This article discusses the statistics on Revenue by semiconductor suppliers in 2020. Semiconductors have become an essential part of technology, so much so that the semiconductor industry is the driving force behind the consumer electronics industry. Unsurprisingly, many companies that manufacture mobiles and computing devices also happen to be suppliers of semiconductors. There are essentially two types of semiconductor suppliers – the foundries and the fabless. Under the foundry or fab model, the company carries out the entire fabrication process, that is, the manufacturing, design and marketing of the semiconductor chips. In the fabless model, only the design and marketing of the semiconductor is decided by the supplier whereas the fabrication of the wafers is outsourced to another company known as a foundry.
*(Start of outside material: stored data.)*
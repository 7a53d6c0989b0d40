//! # Configuration Management
//!
//! This module handles loading and parsing configuration from the
//! greenhouse-config.toml file. It provides a centralized way to configure GPIO
//! pin assignments, sensor timing, control thresholds and runtime intervals.

use crate::dht::AcquisitionConfig;
use serde::{Deserialize, Serialize};
use std::fs;
use std::path::Path;
use std::time::Duration;
use tracing::{info, warn};

/// Default configuration file name, relative to the working directory
pub const CONFIG_FILE: &str = "greenhouse-config.toml";

/// Application configuration loaded from greenhouse-config.toml
#[derive(Debug, Clone, PartialEq, Deserialize, Serialize)]
pub struct Config {
    /// GPIO and I²C wiring
    pub gpio: GpioConfig,
    /// Single-wire sensor timing and retry policy
    pub dht: DhtConfig,
    /// Actuator control thresholds
    pub thresholds: ThresholdConfig,
    /// Loop intervals, cache and fallback policy
    pub system: SystemConfig,
    /// Optional telemetry push
    #[serde(default)]
    pub telemetry: TelemetryConfig,
    /// Fixed actuator settings for manual mode
    #[serde(default)]
    pub manual: ManualConfig,
}

/// Pin assignments (BCM numbering)
#[derive(Debug, Clone, PartialEq, Deserialize, Serialize)]
pub struct GpioConfig {
    /// Data line of the humidity/temperature sensor
    pub dht_pin: u8,
    /// Fan PWM output
    pub fan_pin: u8,
    /// Vent servo PWM output
    pub servo_pin: u8,
    /// I²C address of the ADS1115 ADC (soil moisture on A0, light on A1)
    pub adc_address: u16,
    /// I²C address of the 128×64 SSD1306 status screen
    #[serde(default = "default_oled_address")]
    pub oled_address: u8,
}

fn default_oled_address() -> u8 {
    0x3C
}

/// Timing of the single-wire protocol.
///
/// `bit_threshold_us` is the most sensitive value here: high pulses longer
/// than it decode as 1. Nominal pulses are ~26 µs for 0 and ~70 µs for 1.
#[derive(Debug, Clone, PartialEq, Deserialize, Serialize)]
pub struct DhtConfig {
    pub bit_threshold_us: u64,
    /// Host-driven low pulse that wakes the sensor
    pub wake_pulse_ms: u64,
    /// Bound for each acknowledgement edge
    pub response_timeout_us: u64,
    /// Bound for each phase of a data bit
    pub bit_timeout_us: u64,
    pub max_attempts: u32,
    pub retry_delay_ms: u64,
    /// Readings outside this band are rejected as malformed
    pub temperature_min: f32,
    pub temperature_max: f32,
}

impl DhtConfig {
    /// Driver parameters for this configuration.
    pub fn acquisition(&self) -> AcquisitionConfig {
        AcquisitionConfig {
            bit_threshold: Duration::from_micros(self.bit_threshold_us),
            wake_pulse: Duration::from_millis(self.wake_pulse_ms),
            release_hold: Duration::ZERO,
            response_timeout: Duration::from_micros(self.response_timeout_us),
            bit_timeout: Duration::from_micros(self.bit_timeout_us),
            max_attempts: self.max_attempts,
            retry_delay: Duration::from_millis(self.retry_delay_ms),
            temperature_range: (self.temperature_min, self.temperature_max),
        }
    }
}

/// Control and display thresholds
#[derive(Debug, Clone, PartialEq, Deserialize, Serialize)]
pub struct ThresholdConfig {
    /// Fan stops below this temperature (°C)
    pub temp_min: f32,
    /// Fan starts above this temperature (°C)
    pub temp_max: f32,
    /// Vent fully open below this light level (lux)
    pub light_min: f32,
    /// Vent fully closed above this light level (lux)
    pub light_max: f32,
    pub humidity_min: f32,
    pub humidity_max: f32,
    pub soil_moisture_min: f32,
    pub soil_moisture_max: f32,
}

/// Runtime intervals and fallback policy
#[derive(Debug, Clone, PartialEq, Deserialize, Serialize)]
pub struct SystemConfig {
    /// Sensor collection interval
    pub reading_interval_ms: u64,
    /// Actuator control interval
    pub control_interval_ms: u64,
    /// Minimum time between vent movements
    pub vent_update_secs: u64,
    /// How often the snapshot cache is written
    pub save_interval_secs: u64,
    /// How long a last good air reading may stand in after exhaustion
    pub hold_last_good_secs: u64,
    /// Snapshot cache location
    pub cache_path: String,
    /// Append-only reading history, one JSON snapshot per line
    #[serde(default = "default_history_path")]
    pub history_path: String,
    /// Cache TTL in minutes
    pub cache_ttl_minutes: u64,
    /// Kernel 1-Wire device directory
    pub w1_devices_dir: String,
    /// Start with automatic control enabled
    pub auto_mode: bool,
}

fn default_history_path() -> String {
    "data/greenhouse_history.jsonl".to_string()
}

/// Actuator settings applied when automatic control is off.
///
/// Unset fields leave the actuator where startup parked it.
#[derive(Debug, Clone, Default, PartialEq, Deserialize, Serialize)]
pub struct ManualConfig {
    /// Fan speed in percent
    pub fan_speed: Option<u8>,
    /// Vent opening in percent
    pub vent_position: Option<u8>,
}

/// Remote telemetry endpoint
#[derive(Debug, Clone, PartialEq, Deserialize, Serialize)]
pub struct TelemetryConfig {
    /// POST target; telemetry is disabled when absent
    pub endpoint: Option<String>,
    pub device_id: String,
    pub interval_secs: u64,
    pub timeout_secs: u64,
}

impl Default for TelemetryConfig {
    fn default() -> Self {
        TelemetryConfig {
            endpoint: None,
            device_id: "greenhouse-01".to_string(),
            interval_secs: 60,
            timeout_secs: 10,
        }
    }
}

impl Default for Config {
    fn default() -> Self {
        Config {
            gpio: GpioConfig {
                dht_pin: 4,
                fan_pin: 18,
                servo_pin: 12,
                adc_address: 0x48,
                oled_address: default_oled_address(),
            },
            dht: DhtConfig {
                bit_threshold_us: 40,
                wake_pulse_ms: 25,
                response_timeout_us: 1000,
                bit_timeout_us: 500,
                max_attempts: 15,
                retry_delay_ms: 500,
                temperature_min: 0.0,
                temperature_max: 50.0,
            },
            thresholds: ThresholdConfig {
                temp_min: 25.0,
                temp_max: 28.0,
                light_min: 2000.0,
                light_max: 8000.0,
                humidity_min: 40.0,
                humidity_max: 70.0,
                soil_moisture_min: 30.0,
                soil_moisture_max: 70.0,
            },
            system: SystemConfig {
                reading_interval_ms: 2000,
                control_interval_ms: 5000,
                vent_update_secs: 30,
                save_interval_secs: 300,
                hold_last_good_secs: 60,
                cache_path: "/tmp/greenhouse_snapshot.json".to_string(),
                history_path: default_history_path(),
                cache_ttl_minutes: 30,
                w1_devices_dir: "/sys/bus/w1/devices".to_string(),
                auto_mode: true,
            },
            telemetry: TelemetryConfig::default(),
            manual: ManualConfig::default(),
        }
    }
}

impl Config {
    /// Load configuration from greenhouse-config.toml
    /// Falls back to default configuration if file doesn't exist or is invalid
    pub fn load() -> Self {
        Self::load_from_path(CONFIG_FILE)
    }

    /// Load configuration from specified path
    /// Falls back to default configuration if file doesn't exist or is invalid
    pub fn load_from_path<P: AsRef<Path>>(path: P) -> Self {
        let path = path.as_ref();
        match fs::read_to_string(path) {
            Ok(contents) => match toml::from_str::<Config>(&contents) {
                Ok(config) => {
                    info!(path = %path.display(), "loaded configuration");
                    config
                }
                Err(e) => {
                    warn!(path = %path.display(), error = %e, "invalid config file format, using defaults");
                    Self::default()
                }
            },
            Err(_) => {
                info!(path = %path.display(), "no config file found, using defaults");
                Self::default()
            }
        }
    }

    /// Save current configuration to the given path
    pub fn save_to_path<P: AsRef<Path>>(&self, path: P) -> anyhow::Result<()> {
        let contents = toml::to_string_pretty(self)?;
        fs::write(path.as_ref(), contents)?;
        info!(path = %path.as_ref().display(), "configuration saved");
        Ok(())
    }

    /// Save current configuration to greenhouse-config.toml
    pub fn save(&self) -> anyhow::Result<()> {
        self.save_to_path(CONFIG_FILE)
    }
}
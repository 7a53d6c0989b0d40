//! DS18B20 soil probe via the kernel `w1-therm` driver.
//!
//! The driver exposes each probe as `<w1 dir>/28-<serial>/w1_slave`:
//!
//! ```text
//! 72 01 4b 46 7f ff 0e 10 57 : crc=57 YES
//! 72 01 4b 46 7f ff 0e 10 57 t=23125
//! ```
//!
//! The first line must end in `YES` (CRC ok); `t=` is millidegrees Celsius.

use super::SensorError;
use std::fs;
use std::path::{Path, PathBuf};
use tracing::debug;

/// Family code prefix of DS18B20 devices
const FAMILY_PREFIX: &str = "28-";

/// One DS18B20 probe.
#[derive(Clone, Debug)]
pub struct Ds18b20 {
    device_file: PathBuf,
}

impl Ds18b20 {
    pub fn new(device_file: PathBuf) -> Self {
        Ds18b20 { device_file }
    }

    /// First DS18B20 under the 1-Wire device directory.
    pub fn discover<P: AsRef<Path>>(devices_dir: P) -> Result<Self, SensorError> {
        let mut candidates: Vec<PathBuf> = fs::read_dir(devices_dir.as_ref())?
            .filter_map(|entry| entry.ok())
            .filter(|entry| entry.file_name().to_string_lossy().starts_with(FAMILY_PREFIX))
            .map(|entry| entry.path().join("w1_slave"))
            .collect();
        candidates.sort();

        let device_file = candidates.into_iter().next().ok_or(SensorError::NoDevice)?;
        debug!(path = %device_file.display(), "found DS18B20 probe");
        Ok(Ds18b20 { device_file })
    }

    pub fn device_file(&self) -> &Path {
        &self.device_file
    }

    /// Soil temperature in °C.
    pub fn read_celsius(&self) -> Result<f32, SensorError> {
        let contents = fs::read_to_string(&self.device_file)?;
        parse_w1_slave(&contents)
    }
}

/// Parse the contents of a `w1_slave` file into °C.
pub fn parse_w1_slave(contents: &str) -> Result<f32, SensorError> {
    let mut lines = contents.lines();
    let crc_line = lines
        .next()
        .ok_or_else(|| SensorError::InvalidW1Data("empty device file".to_string()))?;
    if !crc_line.trim_end().ends_with("YES") {
        return Err(SensorError::InvalidW1Data("CRC check failed".to_string()));
    }

    let data_line = lines
        .next()
        .ok_or_else(|| SensorError::InvalidW1Data("missing data line".to_string()))?;
    let (_, millis) = data_line
        .split_once("t=")
        .ok_or_else(|| SensorError::InvalidW1Data("missing t= field".to_string()))?;
    let millis: f32 = millis
        .trim()
        .parse()
        .map_err(|_| SensorError::InvalidW1Data(format!("bad temperature {:?}", millis.trim())))?;

    Ok(millis / 1000.0)
}
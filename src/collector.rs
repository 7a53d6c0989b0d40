//! # Sensor Collector
//!
//! Runs one collection round every `reading_interval` on a dedicated thread
//! and publishes the result as the shared [`SensorSnapshot`].
//!
//! ## Air reading fallback
//! When acquisition is exhausted the collector does not leave the air fields
//! empty:
//! 1. a last good reading younger than `hold_last_good` is repeated, tagged
//!    [`AirSource::Held`]
//! 2. otherwise the diurnal model in [`fallback`] fills in, tagged
//!    [`AirSource::Synthetic`]
//!
//! The slow sensors keep their previous value on error; the failure is logged
//! and the round continues.
//!
//! After publishing, the snapshot is drawn to the status screen when one is
//! attached. Every `save_interval` it is written to the cache and appended to
//! the history log.

use crate::cache::{HistoryLog, SnapshotCache};
use crate::config::SystemConfig;
use crate::dht::SharedAirSensor;
use crate::fallback;
use crate::renderer::StatusScreen;
use crate::sensors::{light_lux, soil_moisture_percent, AnalogChannel, AnalogInput, Ds18b20};
use crate::{AirSource, Reading, SensorSnapshot};
use chrono::{DateTime, Local, Utc};
use std::io;
use std::sync::atomic::{AtomicBool, Ordering};
use std::sync::{Arc, PoisonError, RwLock};
use std::thread;
use std::time::{Duration, Instant};
use thread_priority::{set_current_thread_priority, ThreadPriority};
use tracing::{debug, info, warn};

/// Longest single sleep of the collector thread, so a stop request is
/// noticed promptly.
const STOP_POLL: Duration = Duration::from_millis(100);

/// Collection intervals and the hold policy.
#[derive(Clone, Copy, Debug, PartialEq)]
pub struct CollectorConfig {
    pub reading_interval: Duration,
    pub hold_last_good: Duration,
    pub save_interval: Duration,
}

impl From<&SystemConfig> for CollectorConfig {
    fn from(system: &SystemConfig) -> Self {
        CollectorConfig {
            reading_interval: Duration::from_millis(system.reading_interval_ms),
            hold_last_good: Duration::from_secs(system.hold_last_good_secs),
            save_interval: Duration::from_secs(system.save_interval_secs),
        }
    }
}

pub struct Collector {
    air: SharedAirSensor,
    analog: Option<Box<dyn AnalogInput + Send>>,
    soil_probe: Option<Ds18b20>,
    cache: Option<SnapshotCache>,
    history: Option<HistoryLog>,
    screen: Option<Box<dyn StatusScreen>>,
    config: CollectorConfig,
    snapshot: Arc<RwLock<SensorSnapshot>>,
    last_good: Option<(Reading, DateTime<Utc>)>,
    last_save: Option<DateTime<Utc>>,
}
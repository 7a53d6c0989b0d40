//! Binary-level scenario tests: argument parsing and whole-monitor behavior
//! over simulated devices.

mod monitor_tests;
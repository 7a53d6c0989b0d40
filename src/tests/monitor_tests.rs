//! # Monitor Scenario Tests
//!
//! These tests run the collector, the acquisition driver and the controller
//! together over simulated devices, the way the binary wires them.

use crate::{build_collector, history_json, preview_panel, simulated_devices};
use chrono::{DateTime, Utc};
use greenhouse_lib::collector::{Collector, CollectorConfig};
use greenhouse_lib::config::Config;
use greenhouse_lib::cache::HistoryLog;
use greenhouse_lib::control::{ActuatorError, Controller, PwmChannel, SimulatedPwm};
use greenhouse_lib::dht::sim::{SimClock, SimLine, SimTime, Waveform};
use greenhouse_lib::dht::{
    AcquisitionConfig, AcquisitionDriver, DigitalLine, Level, LineError, LineMode, SensorFrame,
    SharedAirSensor, IDLE_MODE,
};
use greenhouse_lib::{AirSource, SensorSnapshot};
use std::fs;
use std::sync::{Arc, Mutex};
use std::thread;
use std::time::Duration;
use tempfile::TempDir;

fn quick_config() -> AcquisitionConfig {
    AcquisitionConfig {
        max_attempts: 3,
        retry_delay: Duration::from_millis(500),
        ..AcquisitionConfig::default()
    }
}

fn frame(humidity: u8, temperature: u8) -> Waveform {
    Waveform::for_frame(&SensorFrame::new(humidity, 0, temperature, 0))
}

fn at(secs: i64) -> DateTime<Utc> {
    DateTime::from_timestamp(1_750_000_000 + secs, 0).unwrap()
}

/// Config whose cache and 1-Wire directory live in `dir`.
fn config_in(dir: &TempDir) -> Config {
    let mut config = Config::default();
    config.system.cache_path = dir.path().join("snapshot.json").display().to_string();
    config.system.history_path = dir.path().join("history.jsonl").display().to_string();
    config.system.w1_devices_dir = dir.path().display().to_string();
    config
}

/// The simulated devices answer with frames that pass every validation step.
#[test]
fn simulated_sensor_produces_live_readings() {
    let dir = TempDir::new().unwrap();
    let devices = simulated_devices(&config_in(&dir));

    for _ in 0..3 {
        let reading = devices.air.acquire().expect("simulated sensor should never fail");
        assert!(
            reading.is_plausible((0.0, 50.0)),
            "implausible simulated reading {reading:?}"
        );
        assert_eq!(reading.temperature_c.fract(), 0.0);
    }
}

/// One round through the binary's wiring fills every snapshot field.
#[test]
fn simulated_round_fills_snapshot() {
    let dir = TempDir::new().unwrap();
    let probe_dir = dir.path().join("28-00000a1b2c3d");
    fs::create_dir(&probe_dir).unwrap();
    fs::write(
        probe_dir.join("w1_slave"),
        "50 01 4b 46 7f ff 0c 10 1c : crc=1c YES\n50 01 4b 46 7f ff 0c 10 1c t=21000\n",
    )
    .unwrap();

    let config = config_in(&dir);
    let mut devices = simulated_devices(&config);
    let mut collector = build_collector(&config, &mut devices);
    let snapshot = collector.collect_once(Utc::now());

    assert_eq!(snapshot.air_source, AirSource::Live);
    assert!((snapshot.soil_moisture - 1.4 / 3.3 * 100.0).abs() < 0.01);
    assert!((snapshot.light_intensity - 5000.0).abs() < 0.5);
    assert!((snapshot.soil_temperature - 21.0).abs() < 1e-4);
    assert!(
        dir.path().join("snapshot.json").exists(),
        "first round should write the cache"
    );
    let history = HistoryLog::new(&config.system.history_path);
    assert_eq!(history.history(snapshot.timestamp).unwrap(), vec![snapshot]);
}

/// PWM output that records every duty cycle written to it.
#[derive(Clone, Default)]
struct RecordingPwm {
    writes: Arc<Mutex<Vec<f64>>>,
}

impl PwmChannel for RecordingPwm {
    fn set_duty_cycle(&mut self, percent: f64) -> Result<(), ActuatorError> {
        self.writes.lock().unwrap().push(percent);
        Ok(())
    }
}

/// The ASCII preview never drives the fan or the servo.
#[test]
fn preview_leaves_actuators_alone() {
    let dir = TempDir::new().unwrap();
    let config = config_in(&dir);
    let fan = RecordingPwm::default();
    let vent = RecordingPwm::default();
    let mut devices = simulated_devices(&config);
    devices.fan = Box::new(fan.clone());
    devices.vent = Some(Box::new(vent.clone()));

    let panel = preview_panel(&config, &mut devices, false);

    assert!(fan.writes.lock().unwrap().is_empty());
    assert!(vent.writes.lock().unwrap().is_empty());
    assert!(panel.contains("Fan: OFF  Vent: 90° (50% open)  Mode: manual"));
    assert!(panel.contains("Temp: "));
}

/// `--history` prints the saved window as a JSON array.
#[test]
fn history_window_as_json() {
    let dir = TempDir::new().unwrap();
    let config = config_in(&dir);
    let log = HistoryLog::new(&config.system.history_path);
    let mut old = SensorSnapshot::empty(Utc::now() - chrono::Duration::hours(30));
    old.air_temperature = 18.0;
    let mut recent = SensorSnapshot::empty(Utc::now() - chrono::Duration::hours(1));
    recent.air_temperature = 24.5;
    log.append(&old).unwrap();
    log.append(&recent).unwrap();

    let json = history_json(&config, 24).unwrap();
    let parsed: Vec<SensorSnapshot> = serde_json::from_str(&json).unwrap();
    assert_eq!(parsed, vec![recent]);
    assert_eq!(history_json(&config, 48).unwrap().matches("air_temperature").count(), 2);
}

/// A sensor that drops out degrades live → held → synthetic, and the fan
/// keeps reacting to whatever the snapshot carries.
#[test]
fn sensor_dropout_degrades_gracefully() {
    let time = SimTime::new();
    let line = SimLine::scripted(time.clone(), vec![frame(40, 30)]);
    let air = SharedAirSensor::new(AcquisitionDriver::new(
        line,
        SimClock::new(time.clone()),
        quick_config(),
    ));
    let mut collector = Collector::new(
        air,
        CollectorConfig {
            reading_interval: Duration::from_secs(2),
            hold_last_good: Duration::from_secs(60),
            save_interval: Duration::from_secs(300),
        },
    );
    let mut controller = Controller::new(
        SimulatedPwm::new("fan"),
        Some(SimulatedPwm::new("vent")),
        SimClock::new(time),
        Config::default().thresholds,
        Duration::from_secs(30),
        true,
    );

    let live = collector.collect_once(at(0));
    assert_eq!(live.air_source, AirSource::Live);
    controller.tick(&live);
    assert_eq!(controller.status().fan_speed, 100, "30 °C must start the fan");

    let held = collector.collect_once(at(20));
    assert_eq!(held.air_source, AirSource::Held);
    assert_eq!(held.air_temperature, 30.0);
    controller.tick(&held);
    assert_eq!(controller.status().fan_speed, 100);

    let synthetic = collector.collect_once(at(120));
    assert_eq!(synthetic.air_source, AirSource::Synthetic);
    assert!(synthetic.air_reading().is_plausible((0.0, 50.0)));
}

/// Exhaustion costs bounded simulated time: three attempts and two retry
/// delays, never a hang.
#[test]
fn dead_sensor_blocks_for_bounded_time() {
    let time = SimTime::new();
    let line = SimLine::scripted(time.clone(), Vec::new());
    let air = SharedAirSensor::new(AcquisitionDriver::new(
        line,
        SimClock::new(time.clone()),
        quick_config(),
    ));

    assert!(air.acquire().is_err());
    let elapsed = Duration::from_micros(time.now_us());
    // 3 × (25 ms wake + ~1 ms response wait) + 2 × 500 ms
    assert!(elapsed >= Duration::from_millis(1075));
    assert!(elapsed < Duration::from_millis(1100), "took {elapsed:?}");
}

/// Coarser polling still separates 26 µs zeros from 70 µs ones at the
/// 40 µs threshold.
#[test]
fn slow_polling_still_decodes() {
    let time = SimTime::new();
    let line = SimLine::scripted(time.clone(), vec![frame(36, 25)])
        .with_poll_cost(Duration::from_micros(10));
    let mut driver = AcquisitionDriver::new(line, SimClock::new(time), quick_config());

    let reading = driver.acquire().unwrap();
    assert_eq!(reading.humidity_pct, 36.0);
    assert_eq!(reading.temperature_c, 25.0);
}

/// Line that panics on the first read, recording every mode change.
struct PanickingLine {
    inner: SimLine,
    panic_next_read: bool,
    modes: Arc<Mutex<Vec<LineMode>>>,
}

impl DigitalLine for PanickingLine {
    fn set_mode(&mut self, mode: LineMode) -> Result<(), LineError> {
        self.modes.lock().unwrap().push(mode);
        self.inner.set_mode(mode)
    }

    fn write(&mut self, level: Level) -> Result<(), LineError> {
        self.inner.write(level)
    }

    fn read(&mut self) -> Result<Level, LineError> {
        if self.panic_next_read {
            self.panic_next_read = false;
            panic!("GPIO driver fault");
        }
        self.inner.read()
    }
}

/// A panic mid-transaction still releases the line, and the shared sensor
/// stays usable for the next caller.
#[test]
fn panic_during_transaction_releases_line() {
    let time = SimTime::new();
    let modes = Arc::new(Mutex::new(Vec::new()));
    let line = PanickingLine {
        inner: SimLine::scripted(time.clone(), vec![frame(50, 20), frame(50, 20)]),
        panic_next_read: true,
        modes: Arc::clone(&modes),
    };
    let air = SharedAirSensor::new(AcquisitionDriver::new(
        line,
        SimClock::new(time),
        quick_config(),
    ));

    let worker = {
        let air = air.clone();
        thread::spawn(move || air.acquire())
    };
    assert!(worker.join().is_err(), "transaction should have panicked");
    assert_eq!(modes.lock().unwrap().last(), Some(&IDLE_MODE));

    let reading = air.acquire().expect("sensor should recover after a panic");
    assert_eq!(reading.temperature_c, 20.0);
}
The advantage of a fabless model is that such companies have the flexibility of choosing the foundry and do not have to incur huge costs in maintaining a fabrication plant. It allows the company to instead invest in innovating their products. However, being a foundry helps to have better control over the entire process of creating and delivering semiconductor chips. Which is why, Samsung Electronics and Intel, both foundries, have the highest worldwide revenues compared to fabless companies such as Qualcomm and Broadcom.
2018 was a great year for semiconductors, with a 12.23% jump in global revenues over 2017. This was driven by the demand for memory chips towards the end of 2017 and at the beginning of 2018. While Samsung maintained its number one position in semiconductor sales for the past five quarters, Intel’s semiconductor revenues surpassed that of the Korean tech giant by US $ 2,644 million in Q4 FY2018. As there was a decline in mobile handsets, Samsung had the most to lose. However, Samsung led overall sales in 2018.
During the opening quarter of 2019, overall revenues fell by 13% from Q4 FY2018. The biggest losers were two of the world’s biggest memory chips producers Samsung and SK Hynix. SK Hynix had a 69% drop in operating profits for Q1 FY2019, while Samsung witnessed its lowest quarterly profit in two years.
Fabless company Broadcom entered 2019 with good tidings. It was the only company with a positive quarter on quarter revenue growth in Q1 FY2019 at the rate of 19.7%. The company faced a tough 2018 with consistent quarter on the quarter decline in revenue following the order to block its US $117 million buyouts of Qualcomm. The company forecasted a similar scenario for the current year, by cutting the US $ 2 billion from its FY2019 revenue forecast. This revision was apparently based on the ban put forth by the U.S. Commerce Department on American dealings with Chinese smartphone manufacturer Huawei. Huawei was one of the largest customers for Broadcom and had spent the US $900 million with the company in 2018.
Trends in Revenue by semiconductor suppliers:
Toshiba Memory Holdings Corp. faced sluggish revenues with a decline of US $ 252 million in Q4 FY 2018 over the previous quarter. In the same year, the chips subsidiary was sold by Toshiba corporate to an investment consortium led by Bain Capital. This marked an effort by the company to turn over a new leaf after its acquisition of Westinghouse – a U.S based nuclear energy firm which resulted in billions of dollars in losses. The CEO announced he would scrap 7,000 jobs over the next five years and downgraded the company’s profit outlook for 2019.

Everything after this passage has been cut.